The United States Supreme Court has interpreted Miranda in Michigan v. Tucker, 417 U.S. 433, 41 L. Ed. 2d 182 (1974) and Oregon v. Elstad, 470 U.S. 298, 84 L. Ed. 2d 222 (1985). In those cases, the Supreme Court recognized that the failure to give Miranda warnings is not itself the violation of a person’s right against self-incrimination. The Miranda warnings are a prophylactic standard used to safeguard the privilege against self-incrimination. The exclusionary rule in such a case is applied differently than it is applied in a case in which a person’s constitutional rights are violated such as by an illegal search and seizure. In the latter case, evidence gathered as a result of the constitutional violation is the fruit of a poisoned tree and must be excluded. Wong Sun v. United States, 371 U.S. 471, 9 L. Ed. 2d 441 (1963). If the record shows there was no actual coercion but only a violation of the Miranda warning requirement, it is not necessary to give too broad an application to the exclusionary rule. The statement which is obtained by the violation of the Miranda rule must be excluded but some evidence which is obtained as a result of the violation does not have to be excluded. In Tucker, the Supreme Court held that a witness who was found only because of a statement taken in violation of Miranda should be allowed to testify. In Elstad, the Court held that a confession taken after compliance with Miranda is admissible although it was procured in part because of an earlier unwarned confession.

The United States Supreme Court has not passed on the question we face in this case, which is whether physical evidence must be suppressed if it is found in violation of the prophylactic rule of Miranda or Edwards but not as the result of actual coercion which violated the rights of the defendant. The Court had a chance to do so but declined in Patterson v. United States, 485 U.S. 922, 99 L. Ed. 2d 255 (1988). The courts which have faced this issue are divided. See United States ex rel. Hudson v. Cannon, 529 F.2d *613890 (7th Cir. 1976); United States v. Castellana, 488 F.2d 65 (5th Cir. 1974); United States v. Massey, 437 F. Supp. 843 (M.D. Fla. 1977); State v. Preston, 411 A.2d 402 (Me. 1980); Wilson v. Zant, 249 Ga. 373, 290 S.E.2d 442 (Ga. 1982), cert. denied, 459 U.S. 1092, 74 L. Ed. 2d 940 (1982).

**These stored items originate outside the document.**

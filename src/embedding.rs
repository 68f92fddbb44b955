//! Text embeddings with a deterministic offline fallback.
//!
//! When the embeddings provider is configured, vectors come from it.
//! When it is not, or a call fails, we derive a stable pseudo-embedding
//! from a hash of the input so similarity behavior stays deterministic
//! and testable without a network.

use crate::provider::EmbeddingClient;
use rand::rngs::StdRng;
use rand::{Rng, SeedableRng};
use sha2::{Digest, Sha256};
use statrs::distribution::Normal;
use tracing::warn;

/// Dimensionality of every vector in the system, provider or fallback.
pub const EMBEDDING_DIM: usize = 1536;

pub struct Embedder {
    client: Option<EmbeddingClient>,
}

impl Embedder {
    pub fn new(client: Option<EmbeddingClient>) -> Self {
        Self { client }
    }

    /// Offline embedder that always uses the hash fallback.
    pub fn offline() -> Self {
        Self { client: None }
    }

    /// Embed one text. Provider failures degrade to the fallback
    /// vector; this never errors.
    pub async fn embed(&self, text: &str) -> Vec<f32> {
        if let Some(client) = &self.client {
            match client.embed(text).await {
                Ok(v) if v.len() == EMBEDDING_DIM => return v,
                Ok(v) => {
                    warn!(len = v.len(), "provider embedding had unexpected length, using fallback");
                }
                Err(e) => {
                    warn!(error = %e, "embedding call failed, using fallback");
                }
            }
        }
        fallback_vector(text)
    }
}

/// Deterministic pseudo-embedding: seed a PRNG from the text hash and
/// draw standard-normal samples. Same text, same vector, any machine.
pub fn fallback_vector(text: &str) -> Vec<f32> {
    let digest = Sha256::digest(text.as_bytes());
    let mut seed_bytes = [0u8; 8];
    seed_bytes.copy_from_slice(&digest[..8]);
    let seed = u64::from_le_bytes(seed_bytes);

    let mut rng = StdRng::seed_from_u64(seed);
    let normal = Normal::new(0.0, 1.0).expect("standard normal parameters are valid");
    (0..EMBEDDING_DIM)
        .map(|_| rng.sample(normal) as f32)
        .collect()
}
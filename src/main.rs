//! idea-pipeline CLI
//!
//! Innovation decision support for the Meridian Health network.
//!
//! Run with: cargo run -- <command>

use anyhow::Result;
use idea_pipeline::{
    config::Settings,
    embedding::Embedder,
    executor::CallExecutor,
    index::SimilarityIndex,
    orchestrator::AnalysisEngine,
    provider::ProviderPool,
    router::ModelRegistry,
    rubric, seed, store,
    store::IdeaFilter,
};
use std::collections::BTreeMap;
use std::path::PathBuf;
use std::sync::Arc;

#[tokio::main]
async fn main() -> Result<()> {
    tracing_subscriber::fmt::init();

    let args: Vec<String> = std::env::args().collect();
    let command = args.get(1).map(|s| s.as_str()).unwrap_or("help");

    match command {
        "ideas" => {
            let filter = IdeaFilter {
                track: flag_value(&args, "--track="),
                status: flag_value(&args, "--status="),
                category: flag_value(&args, "--category="),
                search: flag_value(&args, "--search="),
            };
            run_list_ideas(&filter)
        }
        "analyze" => {
            let idea_id = args.get(2).map(|s| s.as_str()).unwrap_or("");
            if idea_id.is_empty() {
                eprintln!("Usage: analyze <idea-id>");
                return Ok(());
            }
            run_analyze(idea_id).await
        }
        "rubric" => {
            let idea_id = args.get(2).map(|s| s.as_str()).unwrap_or("");
            if idea_id.is_empty() {
                eprintln!("Usage: rubric <idea-id>");
                return Ok(());
            }
            run_rubric(idea_id).await
        }
        "score" => {
            // score <idea-id> <dimension>=<1-10> [...]
            let idea_id = args.get(2).map(|s| s.as_str()).unwrap_or("");
            if idea_id.is_empty() || args.len() < 4 {
                eprintln!("Usage: score <idea-id> <dimension>=<score> [...]");
                return Ok(());
            }
            run_manual_score(idea_id, &args[3..])
        }
        "match" => {
            let idea_id = args.get(2).map(|s| s.as_str()).unwrap_or("");
            if idea_id.is_empty() {
                eprintln!("Usage: match <idea-id>");
                return Ok(());
            }
            run_match(idea_id).await
        }
        "upvote" => {
            let idea_id = args.get(2).map(|s| s.as_str()).unwrap_or("");
            if idea_id.is_empty() {
                eprintln!("Usage: upvote <idea-id>");
                return Ok(());
            }
            run_upvote(idea_id)
        }
        _ => {
            print_help();
            Ok(())
        }
    }
}

fn flag_value(args: &[String], prefix: &str) -> Option<String> {
    args.iter()
        .find(|a| a.starts_with(prefix))
        .map(|a| a[prefix.len()..].to_string())
}

fn get_data_dir() -> PathBuf {
    dirs::data_dir()
        .unwrap_or_else(|| PathBuf::from("."))
        .join("idea-pipeline")
}

fn open_store() -> Result<rusqlite::Connection> {
    let db_path = get_data_dir().join("ideas.db");
    let conn = store::init_db(&db_path)?;
    seed::seed_if_empty(&conn)?;
    Ok(conn)
}

/// Build the full analysis engine: providers from the environment, the
/// similarity index from every stored solution.
async fn build_engine() -> Result<AnalysisEngine> {
    let conn = open_store()?;

    let pool = Arc::new(ProviderPool::from_settings(&Settings::from_env()));
    let executor = CallExecutor::new(Arc::new(ModelRegistry::from_env()), pool.clone());
    let embedder = Embedder::new(pool.embedding_client().cloned());

    let mut index = SimilarityIndex::new();
    for solution in store::all_solutions(&conn)? {
        let text = format!("{} {}", solution.title, solution.description);
        let vector = embedder.embed(&text).await;
        index.insert(vector, solution);
    }
    tracing::info!(solutions = index.len(), "similarity index built");

    Ok(AnalysisEngine::new(conn, executor, embedder, index))
}

fn run_list_ideas(filter: &IdeaFilter) -> Result<()> {
    let conn = open_store()?;
    let ideas = store::list_ideas(&conn, filter)?;

    println!("\n┌──────────────────────────────────────────────────────────────┐");
    println!("│ 💡 IDEA PIPELINE                                             │");
    println!("└──────────────────────────────────────────────────────────────┘\n");

    if ideas.is_empty() {
        println!("No ideas match the filter.");
        return Ok(());
    }

    for idea in &ideas {
        println!(
            "  [{:>3}▲] {} — {}",
            idea.upvotes,
            idea.id,
            idea.title
        );
        println!(
            "         {} | {} | phase: {}",
            idea.hospital.as_deref().unwrap_or("unassigned"),
            idea.category.as_deref().unwrap_or("uncategorized"),
            idea.phase
        );
    }
    println!("\n{} idea(s)", ideas.len());
    Ok(())
}

async fn run_analyze(idea_id: &str) -> Result<()> {
    let engine = build_engine().await?;
    let report = engine.run_all(idea_id).await?;

    println!("\n┌──────────────────────────────────────────────────────────────┐");
    println!("│ 🔬 FULL ANALYSIS                                             │");
    println!("└──────────────────────────────────────────────────────────────┘\n");

    println!("Idea: {}", report.idea_id);
    println!("Models used: {}", report.models_used.join(", "));
    println!();

    for result in &report.agents {
        let marker = if result.succeeded() { "✅" } else { "❌" };
        println!("{} {}", marker, result.agent);
    }
    println!();

    println!("OVERALL RECOMMENDATION:");
    println!("{}", serde_json::to_string_pretty(&report.overall_recommendation)?);
    println!();
    println!("AGENT DETAIL:");
    println!(
        "{}",
        serde_json::to_string_pretty(&serde_json::Value::Object(report.agent_payloads()))?
    );
    Ok(())
}

async fn run_rubric(idea_id: &str) -> Result<()> {
    let engine = build_engine().await?;
    let idea = store::get_idea(engine.conn(), idea_id)?;
    let summary = rubric::ai_recommend(engine.conn(), engine.executor(), &idea).await?;

    println!("\n┌──────────────────────────────────────────────────────────────┐");
    println!("│ 📊 RUBRIC SCORES                                             │");
    println!("└──────────────────────────────────────────────────────────────┘\n");

    println!("Idea: {} — {}", idea.id, idea.title);
    println!();
    for score in &summary.scores {
        let source = if score.manual_score.is_some() { "manual" } else { "ai" };
        println!(
            "  {:<18} {:>4.1}  ({}, weight {:.2})",
            score.dimension,
            score.effective(),
            source,
            score.weight
        );
    }
    println!();
    println!("Value score:  {:.2}", summary.value_score);
    println!("Effort score: {:.2}", summary.effort_score);
    println!("Quadrant:     {}", summary.quadrant);
    Ok(())
}

fn run_manual_score(idea_id: &str, assignments: &[String]) -> Result<()> {
    let conn = open_store()?;
    store::get_idea(&conn, idea_id)?;

    let mut overrides = BTreeMap::new();
    for assignment in assignments {
        let Some((dimension, value)) = assignment.split_once('=') else {
            eprintln!("Skipping '{}': expected <dimension>=<score>", assignment);
            continue;
        };
        match value.parse::<f64>() {
            Ok(score) if (1.0..=10.0).contains(&score) => {
                overrides.insert(dimension.to_string(), score);
            }
            _ => eprintln!("Skipping '{}': score must be 1-10", assignment),
        }
    }

    rubric::save_manual_scores(&conn, idea_id, &overrides)?;
    let summary = rubric::get_rubric(&conn, idea_id)?;
    println!("Saved {} manual score(s).", overrides.len());
    println!(
        "Value {:.2} / Effort {:.2} → {}",
        summary.value_score, summary.effort_score, summary.quadrant
    );
    Ok(())
}

async fn run_match(idea_id: &str) -> Result<()> {
    let engine = build_engine().await?;
    let report = engine.run_all(idea_id).await?;
    let payloads = report.agent_payloads();

    println!("\n┌──────────────────────────────────────────────────────────────┐");
    println!("│ 🔎 SIMILAR DEPLOYED SOLUTIONS                                │");
    println!("└──────────────────────────────────────────────────────────────┘\n");

    println!("{}", serde_json::to_string_pretty(&payloads["similarity_matcher"])?);
    Ok(())
}

fn run_upvote(idea_id: &str) -> Result<()> {
    let conn = open_store()?;
    let total = store::upvote_idea(&conn, idea_id)?;
    println!("{} now has {} upvote(s).", idea_id, total);
    Ok(())
}

fn print_help() {
    println!("idea-pipeline - Innovation Decision Support");
    println!();
    println!("Commands:");
    println!("  ideas [--search=X] [--category=X] [--status=X] [--track=X]");
    println!("                        List ideas, most upvoted first");
    println!("  analyze <idea-id>     Run the full nine-agent analysis");
    println!("  rubric <idea-id>      AI-score the six rubric dimensions");
    println!("  score <idea-id> <dim>=<1-10> [...]");
    println!("                        Save manual rubric overrides");
    println!("  match <idea-id>       Show similar deployed solutions");
    println!("  upvote <idea-id>      Add an upvote");
    println!("  help                  Show this help");
}
//! idea-pipeline - Innovation Decision Support
//!
//! Evaluates free-text innovation proposals with a fixed panel of nine
//! analysis agents, matches them against already-deployed solutions,
//! and synthesizes a single go/no-go recommendation from the partial
//! results.
//!
//! # Quick Start
//!
//! ```rust,ignore
//! use idea_pipeline::{config::Settings, executor::CallExecutor};
//! use idea_pipeline::{embedding::Embedder, index::SimilarityIndex};
//! use idea_pipeline::orchestrator::AnalysisEngine;
//! use idea_pipeline::provider::ProviderPool;
//! use idea_pipeline::router::ModelRegistry;
//! use idea_pipeline::{seed, store};
//! use std::sync::Arc;
//!
//! let conn = store::init_db(&db_path)?;
//! seed::seed_if_empty(&conn)?;
//!
//! let pool = Arc::new(ProviderPool::from_settings(&Settings::from_env()));
//! let executor = CallExecutor::new(Arc::new(ModelRegistry::from_env()), pool.clone());
//! let embedder = Embedder::new(pool.embedding_client().cloned());
//!
//! let engine = AnalysisEngine::new(conn, executor, embedder, index);
//! let report = engine.run_all("idea-001").await?;
//! ```
//!
//! # Architecture
//!
//! ```text
//! ┌────────────────────────────────────────────────────┐
//! │                     Caller                          │
//! └──────────────────────┬─────────────────────────────┘
//!                        ▼
//! ┌────────────────────────────────────────────────────┐
//! │  AnalysisEngine.run_all()                           │
//! │  nine guarded agents → overall recommendation       │
//! └───────┬──────────────┬──────────────┬──────────────┘
//!         ▼              ▼              ▼
//!   CallExecutor   SimilarityIndex   Rubric Scorer
//!   (router +      (embeddings +    (six weighted
//!    provider       tier/cost        dimensions →
//!    pool)          classifier)      quadrant)
//! ```

pub mod agents;
pub mod config;
pub mod embedding;
pub mod executor;
pub mod index;
pub mod matcher;
pub mod orchestrator;
pub mod provider;
pub mod router;
pub mod rubric;
pub mod seed;
pub mod store;
pub mod types;

// Core engine
pub use orchestrator::{AnalysisEngine, AnalysisReport};

// Routing and calls
pub use executor::{CallExecutor, ParsedOrDefault, StructuredCallResult};
pub use router::{ModelRegistry, ReasoningProfile, TaskType, DEFAULT_PROFILE};

// Providers and embeddings
pub use config::Settings;
pub use embedding::{fallback_vector, Embedder, EMBEDDING_DIM};
pub use provider::ProviderPool;

// Matching
pub use index::{similarity_from_distance, SimilarityIndex};
pub use matcher::{classify, fallback_matches, MatchReport, ReuseRecommendation};

// Scoring
pub use rubric::{calculate_quadrant, RubricSummary, DIMENSIONS};

// Data
pub use store::{init_db, IdeaFilter};
pub use types::*;
use serde::{Deserialize, Deserializer};

/// A JSON field that may be absent, explicitly `null`, or set.
#[derive(Debug, Clone, PartialEq)]
pub enum DoubleOption<T> {
    NotProvided,
    Null,
    Some(T),
}

impl<T> Default for DoubleOption<T> {
    fn default() -> Self {
        DoubleOption::NotProvided
    }
}

impl<T> DoubleOption<T> {
    /// `None` => leave unchanged, `Some(None)` => clear, `Some(Some(v))` => set.
    pub fn into_patch(self) -> Option<Option<T>> {
        match self {
            DoubleOption::NotProvided => None,
            DoubleOption::Null => Some(None),
            DoubleOption::Some(v) => Some(Some(v)),
        }
    }
}

/// Use with `#[serde(default, deserialize_with = "deserialize_double_option")]`.
pub fn deserialize_double_option<'de, D, T>(deserializer: D) -> Result<DoubleOption<T>, D::Error>
where
    D: Deserializer<'de>,
    T: Deserialize<'de>,
{
    Option::<T>::deserialize(deserializer).map(|opt| match opt {
        None => DoubleOption::Null,
        Some(value) => DoubleOption::Some(value),
    })
}

#[cfg(test)]
mod tests {
    use super::*;

    #[derive(Deserialize)]
    struct Body {
        #[serde(default, deserialize_with = "deserialize_double_option")]
        team_id: DoubleOption<u32>,
    }

    #[test]
    fn distinguishes_absent_null_and_value() {
        let absent: Body = serde_json::from_str("{}").unwrap();
        assert_eq!(absent.team_id.into_patch(), None);
        let null: Body = serde_json::from_str(r#"{"team_id": null}"#).unwrap();
        assert_eq!(null.team_id.into_patch(), Some(None));
        let set: Body = serde_json::from_str(r#"{"team_id": 7}"#).unwrap();
        assert_eq!(set.team_id.into_patch(), Some(Some(7)));
    }
}
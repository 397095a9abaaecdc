use chrono::NaiveDate;
use serde::{Deserialize, Serialize};
use utoipa::ToSchema;
use uuid::Uuid;

#[derive(Debug, Clone, Copy, PartialEq, Eq, Hash, Serialize, Deserialize, ToSchema)]
#[serde(rename_all = "snake_case")]
pub enum RequestStatus {
    New,
    InProgress,
    Repaired,
    Scrap,
}

impl RequestStatus {
    /// Kanban column order.
    pub const ALL: [RequestStatus; 4] = [
        RequestStatus::New,
        RequestStatus::InProgress,
        RequestStatus::Repaired,
        RequestStatus::Scrap,
    ];

    pub fn as_str(&self) -> &'static str {
        match self {
            RequestStatus::New => "new",
            RequestStatus::InProgress => "in_progress",
            RequestStatus::Repaired => "repaired",
            RequestStatus::Scrap => "scrap",
        }
    }

    pub fn label(&self) -> &'static str {
        match self {
            RequestStatus::New => "New",
            RequestStatus::InProgress => "In Progress",
            RequestStatus::Repaired => "Repaired",
            RequestStatus::Scrap => "Scrap",
        }
    }

    pub fn parse(value: &str) -> Option<Self> {
        Self::ALL.into_iter().find(|s| s.as_str() == value)
    }

    /// Repaired and scrapped requests need no further work.
    pub fn is_closed(&self) -> bool {
        matches!(self, RequestStatus::Repaired | RequestStatus::Scrap)
    }
}

#[derive(Debug, Clone, Copy, PartialEq, Eq, Hash, Serialize, Deserialize, ToSchema)]
#[serde(rename_all = "snake_case")]
pub enum RequestType {
    Corrective,
    Preventive,
}

impl RequestType {
    pub const ALL: [RequestType; 2] = [RequestType::Corrective, RequestType::Preventive];

    pub fn as_str(&self) -> &'static str {
        match self {
            RequestType::Corrective => "corrective",
            RequestType::Preventive => "preventive",
        }
    }

    pub fn label(&self) -> &'static str {
        match self {
            RequestType::Corrective => "Corrective",
            RequestType::Preventive => "Preventive",
        }
    }

    pub fn parse(value: &str) -> Option<Self> {
        Self::ALL.into_iter().find(|t| t.as_str() == value)
    }
}

#[derive(Debug, Clone)]
pub struct MaintenanceRequest {
    pub id: Uuid,
    pub subject: String,
    pub description: String,
    pub request_type: RequestType,
    pub status: RequestStatus,
    pub equipment_id: Option<Uuid>,
    pub equipment_name: Option<String>,
    pub team_id: Option<Uuid>,
    pub team_name: Option<String>,
    pub technician_id: Option<Uuid>,
    pub technician_name: Option<String>,
    pub created_by_id: Option<Uuid>,
    pub client_id: Option<Uuid>,
    pub scheduled_date: Option<chrono::DateTime<chrono::Utc>>,
    pub due_date: Option<NaiveDate>,
    pub duration_hours: Option<f64>,
    pub created_at: chrono::DateTime<chrono::Utc>,
    pub updated_at: chrono::DateTime<chrono::Utc>,
}

impl MaintenanceRequest {
    pub fn is_overdue(&self, today: NaiveDate) -> bool {
        match self.due_date {
            Some(due) => due < today && !self.status.is_closed(),
            None => false,
        }
    }
}

#[cfg(test)]
mod tests {
    use super::*;

    fn request(status: RequestStatus, due_date: Option<NaiveDate>) -> MaintenanceRequest {
        let now = chrono::Utc::now();
        MaintenanceRequest {
            id: Uuid::new_v4(),
            subject: "Leaking pump".into(),
            description: String::new(),
            request_type: RequestType::Corrective,
            status,
            equipment_id: None,
            equipment_name: None,
            team_id: None,
            team_name: None,
            technician_id: None,
            technician_name: None,
            created_by_id: None,
            client_id: None,
            scheduled_date: None,
            due_date,
            duration_hours: None,
            created_at: now,
            updated_at: now,
        }
    }

    #[test]
    fn status_wire_names_parse_back() {
        for status in RequestStatus::ALL {
            assert_eq!(RequestStatus::parse(status.as_str()), Some(status));
        }
        assert_eq!(RequestStatus::parse("done"), None);
        assert_eq!(RequestStatus::InProgress.label(), "In Progress");
    }

    #[test]
    fn overdue_only_for_open_requests_past_due() {
        let today = NaiveDate::from_ymd_opt(2025, 3, 10).unwrap();
        let yesterday = NaiveDate::from_ymd_opt(2025, 3, 9).unwrap();

        assert!(request(RequestStatus::New, Some(yesterday)).is_overdue(today));
        assert!(request(RequestStatus::InProgress, Some(yesterday)).is_overdue(today));
        assert!(!request(RequestStatus::Repaired, Some(yesterday)).is_overdue(today));
        assert!(!request(RequestStatus::Scrap, Some(yesterday)).is_overdue(today));
        assert!(!request(RequestStatus::New, Some(today)).is_overdue(today));
        assert!(!request(RequestStatus::New, None).is_overdue(today));
    }
}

We hold that the physical evidence discovered as a result of the defendant’s statement to his girlfriend was properly admitted into evidence in this case. In Tucker and Elstad, the United States Supreme Court emphasized that determining whether evidence discovered as the result of a Miranda violation should be admitted depends on whether its exclusion would serve to deter improper police conduct or assure the trustworthiness of the evidence. We do not see how the trustworthiness of the physical evidence admitted in this case could be affected by its admission or exclusion. Although the officers in this case violated the prophylactic rule of Miranda as extended by Edwards, they did not violate the defendant’s constitutional right not to incriminate himself. It is important that all relevant evidence be submitted to the jury in order for it to make the proper findings. This outweighs the need to exclude evidence which was gathered as the result of a non-coercive statement made in violation of the prophylactic rule of Miranda as extended by Edwards. The deterrent value of the rule is satisfied by the exclusion of the statement made as a result of the Miranda or Edwards violations.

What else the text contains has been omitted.